(Note: On September 9, 2013, the United States Court of Appeals for the D.C. Circuit will hear oral arguments in Verizon’s challenge of the Federal Communications Commission’s December 2010 Order on “Preserving the Free and Open Internet.” This series explores fundamental issues at stake.)
Public policy as a rule forgets we are not immortal, that rulemakers are not omniscient.
Net neutrality, the Federal Communications Commission’s (FCC) contribution to this conceit, forgets that not every network has been built yet, not every company yet created, and that the networks used and business models deployed by our descendants need not resemble or be managed like those of today.

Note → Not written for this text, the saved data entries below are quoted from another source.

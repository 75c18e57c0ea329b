//! Affine and quasi-affine expressions.
//!
//! An affine expression is a linear combination of dimensions and parameters
//! plus a constant: `aff(x, p) = c0 + c1*x1 + ... + cn*xn + d1*p1 + ...`.
//!
//! Schedules additionally need `floor(e / T)` and `e mod T` for tiling, which
//! [`QuasiAffine`] provides on top of [`AffineExpr`].

use num_integer::Integer;
use serde::{Serialize, Deserialize};
use std::fmt;
use std::ops::{Add, Sub, Neg};

/// An affine expression: constant + sum(coeff[i] * dim[i]) + sum(param_coeff[j] * param[j])
#[derive(Debug, Clone, PartialEq, Eq, Hash, Serialize, Deserialize)]
pub struct AffineExpr {
    /// Constant term
    pub constant: i64,
    /// Coefficients for each dimension (index = dimension index)
    pub coeffs: Vec<i64>,
    /// Coefficients for parameters (index = parameter index)
    pub param_coeffs: Vec<i64>,
}

impl AffineExpr {
    /// Create a zero expression.
    pub fn zero(n_dim: usize, n_param: usize) -> Self {
        Self::constant(0, n_dim, n_param)
    }

    /// Create a constant expression.
    pub fn constant(value: i64, n_dim: usize, n_param: usize) -> Self {
        Self {
            constant: value,
            coeffs: vec![0; n_dim],
            param_coeffs: vec![0; n_param],
        }
    }

    /// Create an expression for a single dimension variable.
    pub fn var(dim: usize, n_dim: usize, n_param: usize) -> Self {
        let mut expr = Self::zero(n_dim, n_param);
        expr.set_coeff(dim, 1);
        expr
    }

    /// Create an expression for a parameter.
    pub fn param(param_idx: usize, n_dim: usize, n_param: usize) -> Self {
        let mut expr = Self::zero(n_dim, n_param);
        expr.set_param_coeff(param_idx, 1);
        expr
    }

    /// Check if this is a constant expression.
    pub fn is_constant(&self) -> bool {
        self.coeffs.iter().all(|&c| c == 0) && self.param_coeffs.iter().all(|&c| c == 0)
    }

    /// Get the constant value if this is a constant expression.
    pub fn as_constant(&self) -> Option<i64> {
        if self.is_constant() { Some(self.constant) } else { None }
    }

    /// True if no dimension has a non-zero coefficient.
    pub fn is_dim_free(&self) -> bool {
        self.coeffs.iter().all(|&c| c == 0)
    }

    /// Get the number of dimensions.
    pub fn n_dim(&self) -> usize {
        self.coeffs.len()
    }

    /// Get the number of parameters.
    pub fn n_param(&self) -> usize {
        self.param_coeffs.len()
    }

    /// Get coefficient for a dimension.
    pub fn coeff(&self, dim: usize) -> i64 {
        self.coeffs.get(dim).copied().unwrap_or(0)
    }

    /// Get coefficient for a parameter.
    pub fn param_coeff(&self, idx: usize) -> i64 {
        self.param_coeffs.get(idx).copied().unwrap_or(0)
    }

    /// Set coefficient for a dimension.
    pub fn set_coeff(&mut self, dim: usize, value: i64) {
        if let Some(c) = self.coeffs.get_mut(dim) {
            *c = value;
        }
    }

    /// Set coefficient for a parameter.
    pub fn set_param_coeff(&mut self, idx: usize, value: i64) {
        if let Some(c) = self.param_coeffs.get_mut(idx) {
            *c = value;
        }
    }

    /// Evaluate the expression given concrete values.
    pub fn evaluate(&self, dim_values: &[i64], param_values: &[i64]) -> i64 {
        let dims = self.coeffs.iter().zip(dim_values).map(|(&c, &v)| c * v);
        let params = self.param_coeffs.iter().zip(param_values).map(|(&c, &v)| c * v);
        self.constant + dims.sum::<i64>() + params.sum::<i64>()
    }

    /// Scale the expression by a constant.
    pub fn scale(&self, factor: i64) -> Self {
        Self {
            constant: self.constant * factor,
            coeffs: self.coeffs.iter().map(|&c| c * factor).collect(),
            param_coeffs: self.param_coeffs.iter().map(|&c| c * factor).collect(),
        }
    }

    /// Scale by a constant; `None` on `i64` overflow.
    pub fn checked_scale(&self, factor: i64) -> Option<Self> {
        let scale = |c: &i64| c.checked_mul(factor);
        Some(Self {
            constant: self.constant.checked_mul(factor)?,
            coeffs: self.coeffs.iter().map(scale).collect::<Option<_>>()?,
            param_coeffs: self.param_coeffs.iter().map(scale).collect::<Option<_>>()?,
        })
    }

    /// Sum of two expressions; `None` on `i64` overflow.
    pub fn checked_add(&self, other: &AffineExpr) -> Option<Self> {
        Some(Self {
            constant: self.constant.checked_add(other.constant)?,
            coeffs: checked_zip(&self.coeffs, &other.coeffs)?,
            param_coeffs: checked_zip(&self.param_coeffs, &other.param_coeffs)?,
        })
    }

    /// Difference of two expressions; `None` on `i64` overflow.
    pub fn checked_sub(&self, other: &AffineExpr) -> Option<Self> {
        self.checked_add(&other.checked_scale(-1)?)
    }

    /// Re-embed the expression in a space with `n_dim` dimensions, moving
    /// dimension `k` to `k + offset`.
    pub fn embed(&self, offset: usize, n_dim: usize) -> Self {
        let mut coeffs = vec![0; n_dim];
        for (k, &c) in self.coeffs.iter().enumerate() {
            if let Some(slot) = coeffs.get_mut(k + offset) {
                *slot = c;
            }
        }
        Self {
            constant: self.constant,
            coeffs,
            param_coeffs: self.param_coeffs.clone(),
        }
    }

    /// Substitute every dimension by an expression over another space.
    ///
    /// `subst[k]` replaces dimension `k`. All substitutes must share one space.
    pub fn substitute(&self, subst: &[AffineExpr]) -> Option<Self> {
        let first = subst.first()?;
        let mut result = AffineExpr::zero(first.n_dim(), first.n_param());
        result.constant = self.constant;
        for (j, &c) in self.param_coeffs.iter().enumerate() {
            if let Some(slot) = result.param_coeffs.get_mut(j) {
                *slot += c;
            }
        }
        for (k, &c) in self.coeffs.iter().enumerate() {
            if c != 0 {
                result = result + subst.get(k)?.scale(c);
            }
        }
        Some(result)
    }

    /// Get GCD of all coefficients and the constant.
    pub fn gcd(&self) -> i64 {
        let g = self
            .coeffs
            .iter()
            .chain(&self.param_coeffs)
            .fold(self.constant.abs(), |g, &c| g.gcd(&c.abs()));
        if g == 0 { 1 } else { g }
    }

    /// Convert to string with given dimension and parameter names.
    pub fn to_string_with_names(&self, dim_names: &[String], param_names: &[String]) -> String {
        let mut out = String::new();
        let terms = self
            .coeffs
            .iter()
            .enumerate()
            .map(|(i, &c)| (c, dim_names.get(i).cloned().unwrap_or_else(|| format!("d{}", i))))
            .chain(self.param_coeffs.iter().enumerate().map(|(i, &c)| {
                (c, param_names.get(i).cloned().unwrap_or_else(|| format!("p{}", i)))
            }))
            .filter(|(c, _)| *c != 0);

        for (c, name) in terms {
            let sign = if c < 0 { "-" } else { "+" };
            let mag = c.abs();
            let term = if mag == 1 { name } else { format!("{}{}", mag, name) };
            if out.is_empty() {
                if c < 0 {
                    out.push('-');
                }
                out.push_str(&term);
            } else {
                out.push_str(&format!(" {} {}", sign, term));
            }
        }

        if out.is_empty() {
            return self.constant.to_string();
        }
        match self.constant.cmp(&0) {
            std::cmp::Ordering::Greater => out.push_str(&format!(" + {}", self.constant)),
            std::cmp::Ordering::Less => out.push_str(&format!(" - {}", -self.constant)),
            std::cmp::Ordering::Equal => {}
        }
        out
    }
}

fn zip_with(a: &[i64], b: &[i64], f: impl Fn(i64, i64) -> i64) -> Vec<i64> {
    (0..a.len().max(b.len()))
        .map(|i| f(a.get(i).copied().unwrap_or(0), b.get(i).copied().unwrap_or(0)))
        .collect()
}

fn checked_zip(a: &[i64], b: &[i64]) -> Option<Vec<i64>> {
    (0..a.len().max(b.len()))
        .map(|i| a.get(i).copied().unwrap_or(0).checked_add(b.get(i).copied().unwrap_or(0)))
        .collect()
}

impl Add for AffineExpr {
    type Output = Self;

    fn add(self, other: Self) -> Self {
        Self {
            constant: self.constant + other.constant,
            coeffs: zip_with(&self.coeffs, &other.coeffs, |a, b| a + b),
            param_coeffs: zip_with(&self.param_coeffs, &other.param_coeffs, |a, b| a + b),
        }
    }
}

impl Sub for AffineExpr {
    type Output = Self;

    fn sub(self, other: Self) -> Self {
        self + (-other)
    }
}

impl Neg for AffineExpr {
    type Output = Self;

    fn neg(self) -> Self {
        self.scale(-1)
    }
}

impl fmt::Display for AffineExpr {
    fn fmt(&self, f: &mut fmt::Formatter<'_>) -> fmt::Result {
        write!(f, "{}", self.to_string_with_names(&[], &[]))
    }
}

/// A quasi-affine expression: affine, or nested integer division and modulo
/// by positive constants.
///
/// Schedules are built from these. Tiling a timestamp coordinate `t` by `T`
/// yields `FloorDiv(t, T)` for the tile coordinate and `Mod(t, T)` for the
/// point coordinate.
#[derive(Debug, Clone, PartialEq, Eq, Hash, Serialize, Deserialize)]
pub enum QuasiAffine {
    /// A plain affine expression
    Affine(AffineExpr),
    /// `floor(e / d)` for a positive divisor `d`
    FloorDiv(Box<QuasiAffine>, i64),
    /// `e mod d` (non-negative remainder) for a positive divisor `d`
    Mod(Box<QuasiAffine>, i64),
}

impl QuasiAffine {
    /// A constant expression.
    pub fn constant(value: i64, n_dim: usize, n_param: usize) -> Self {
        QuasiAffine::Affine(AffineExpr::constant(value, n_dim, n_param))
    }

    /// `floor(self / divisor)`, folding constants and the identity divisor.
    pub fn floor_div(self, divisor: i64) -> Self {
        if divisor == 1 {
            return self;
        }
        match self.as_constant() {
            Some(c) => self.with_constant(c.div_floor(&divisor)),
            None => QuasiAffine::FloorDiv(Box::new(self), divisor),
        }
    }

    /// `self mod divisor`, folding constants.
    pub fn modulo(self, divisor: i64) -> Self {
        match self.as_constant() {
            Some(c) => self.with_constant(c.mod_floor(&divisor)),
            None if divisor == 1 => self.with_constant(0),
            None => QuasiAffine::Mod(Box::new(self), divisor),
        }
    }

    fn with_constant(&self, value: i64) -> Self {
        let base = self.base();
        QuasiAffine::constant(value, base.n_dim(), base.n_param())
    }

    /// The innermost affine expression.
    pub fn base(&self) -> &AffineExpr {
        match self {
            QuasiAffine::Affine(e) => e,
            QuasiAffine::FloorDiv(inner, _) | QuasiAffine::Mod(inner, _) => inner.base(),
        }
    }

    /// The constant value, if the expression does not depend on dims or params.
    pub fn as_constant(&self) -> Option<i64> {
        match self {
            QuasiAffine::Affine(e) => e.as_constant(),
            QuasiAffine::FloorDiv(inner, d) => inner.as_constant().map(|c| c.div_floor(d)),
            QuasiAffine::Mod(inner, d) => inner.as_constant().map(|c| c.mod_floor(d)),
        }
    }

    /// True if the expression does not depend on any dimension.
    pub fn is_dim_free(&self) -> bool {
        self.base().is_dim_free()
    }

    /// Evaluate at a point.
    pub fn evaluate(&self, dim_values: &[i64], param_values: &[i64]) -> i64 {
        match self {
            QuasiAffine::Affine(e) => e.evaluate(dim_values, param_values),
            QuasiAffine::FloorDiv(inner, d) => inner.evaluate(dim_values, param_values).div_floor(d),
            QuasiAffine::Mod(inner, d) => inner.evaluate(dim_values, param_values).mod_floor(d),
        }
    }

    /// Convert to string with given dimension and parameter names.
    pub fn to_string_with_names(&self, dim_names: &[String], param_names: &[String]) -> String {
        match self {
            QuasiAffine::Affine(e) => e.to_string_with_names(dim_names, param_names),
            QuasiAffine::FloorDiv(inner, d) => {
                format!("floor(({})/{})", inner.to_string_with_names(dim_names, param_names), d)
            }
            QuasiAffine::Mod(inner, d) => {
                format!("({}) mod {}", inner.to_string_with_names(dim_names, param_names), d)
            }
        }
    }
}

impl From<AffineExpr> for QuasiAffine {
    fn from(expr: AffineExpr) -> Self {
        QuasiAffine::Affine(expr)
    }
}

impl fmt::Display for QuasiAffine {
    fn fmt(&self, f: &mut fmt::Formatter<'_>) -> fmt::Result {
        write!(f, "{}", self.to_string_with_names(&[], &[]))
    }
}

#[cfg(test)]
mod tests {
    use super::*;

    #[test]
    fn test_checked_arithmetic() {
        let big = AffineExpr::constant(i64::MAX / 2 + 1, 1, 0);
        assert!(big.checked_scale(2).is_none());
        assert!(big.checked_add(&big).is_none());
        assert!(AffineExpr::constant(i64::MIN, 1, 0).checked_sub(&AffineExpr::constant(1, 1, 0)).is_none());
        let sum = AffineExpr::var(0, 1, 0).checked_add(&AffineExpr::constant(3, 1, 0)).unwrap();
        assert_eq!(sum.checked_scale(2).unwrap().evaluate(&[1], &[]), 8);
    }

    #[test]
    fn test_constant() {
        let expr = AffineExpr::constant(5, 2, 1);
        assert!(expr.is_constant());
        assert_eq!(expr.evaluate(&[1, 2], &[3]), 5);
    }

    #[test]
    fn test_add_sub() {
        let e1 = AffineExpr::var(0, 2, 0);
        let e2 = AffineExpr::var(1, 2, 0);
        assert_eq!((e1.clone() + e2.clone()).evaluate(&[3, 4], &[]), 7);
        assert_eq!((e1 - e2).evaluate(&[3, 4], &[]), -1);
    }

    #[test]
    fn test_embed_and_substitute() {
        // i + 2 in a 1-d space, moved to position 1 of a 3-d space
        let mut e = AffineExpr::var(0, 1, 0);
        e.constant = 2;
        let moved = e.embed(1, 3);
        assert_eq!(moved.coeffs, vec![0, 1, 0]);

        // substitute i := 2*j over a 1-d space
        let subst = vec![AffineExpr::var(0, 1, 0).scale(2)];
        let s = e.substitute(&subst).unwrap();
        assert_eq!(s.evaluate(&[3], &[]), 8);
    }

    #[test]
    fn test_display() {
        let mut expr = AffineExpr::zero(2, 1);
        expr.constant = -1;
        expr.coeffs = vec![2, -1];
        expr.param_coeffs = vec![1];
        let s = expr.to_string_with_names(&["i".to_string(), "j".to_string()], &["N".to_string()]);
        assert_eq!(s, "2i - j + N - 1");
    }

    #[test]
    fn test_quasi_affine_floor_mod() {
        let i = QuasiAffine::from(AffineExpr::var(0, 1, 0));
        let tile = i.clone().floor_div(4);
        let point = i.modulo(4);
        assert_eq!(tile.evaluate(&[-1], &[]), -1);
        assert_eq!(point.evaluate(&[-1], &[]), 3);
        assert_eq!(tile.evaluate(&[9], &[]), 2);
        assert_eq!(point.evaluate(&[9], &[]), 1);
    }

    #[test]
    fn test_quasi_affine_folding() {
        let c = QuasiAffine::constant(7, 1, 0);
        assert_eq!(c.clone().floor_div(2).as_constant(), Some(3));
        assert_eq!(c.modulo(2).as_constant(), Some(1));

        let i = QuasiAffine::from(AffineExpr::var(0, 1, 0));
        assert_eq!(i.clone().floor_div(1), i);
        assert_eq!(i.modulo(1).as_constant(), Some(0));
    }
}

In the vision of the Federal Communications Commission (FCC), cyberspace shall not solely occupy the realm of markets and trade; rather, Internet users have entitlements while the very benefactors who help make the net possible in the first place are not thanked but have obligations.
The agency set itself above in its initial proposal: “[W]e believe that high-level rules specifying impermissible practices will best promote and Internet environment” (NPRM, p. 21, paragraph 49).
In the Order on “Preserving the Free and Open Internet,” the agency claims its framework is “protecting openness through high-level rules, while maintaining broadband providers’ and the Commission’s flexibility to adapt to changes in the market and in technology as the Internet continues to evolve.”
“High-level rules” alongside “flexibility” mean anything goes. The original “high-level” language in the Telecommunications Act is precisely why the FCC continues interfering today, despite a mission centered around public interest and scarcity increasingly rendered moot by the Internet era.
Unsurprisingly, the agency asserts that “the benefits of ensuring Internet openness through enforceable, high-level, prophylactic rules outweigh the costs.”
Actually no cost-benefit analysis exists, although outsides estimates peg net neutrality’s cost in the billions.
As for “prophylactic,” the word appears 11 times in the Order.
Let’s ponder some of these high-level rules. In fulfillment of the four Principles contained in its 2005 Internet Policy Statement, the commission claims to be protecting the ability of consumers to:
[A]ccess the lawful Internet content of their choice[;] . . . run applications and use services of their choice, subject to the needs of law enforcement[;] . . . connect their choice of legal devices that do not harm the network[; and] . . . competition among network providers, application and service providers, and content providers.
Note that these are normal market offerings in a competitive, non-monopoly franchise environment. They are precisely the features that have emerged since the days of 28 kbps modems without the FCC’s help, and one would expect them to flourish on an Internet constantly optimizing for an unseen future.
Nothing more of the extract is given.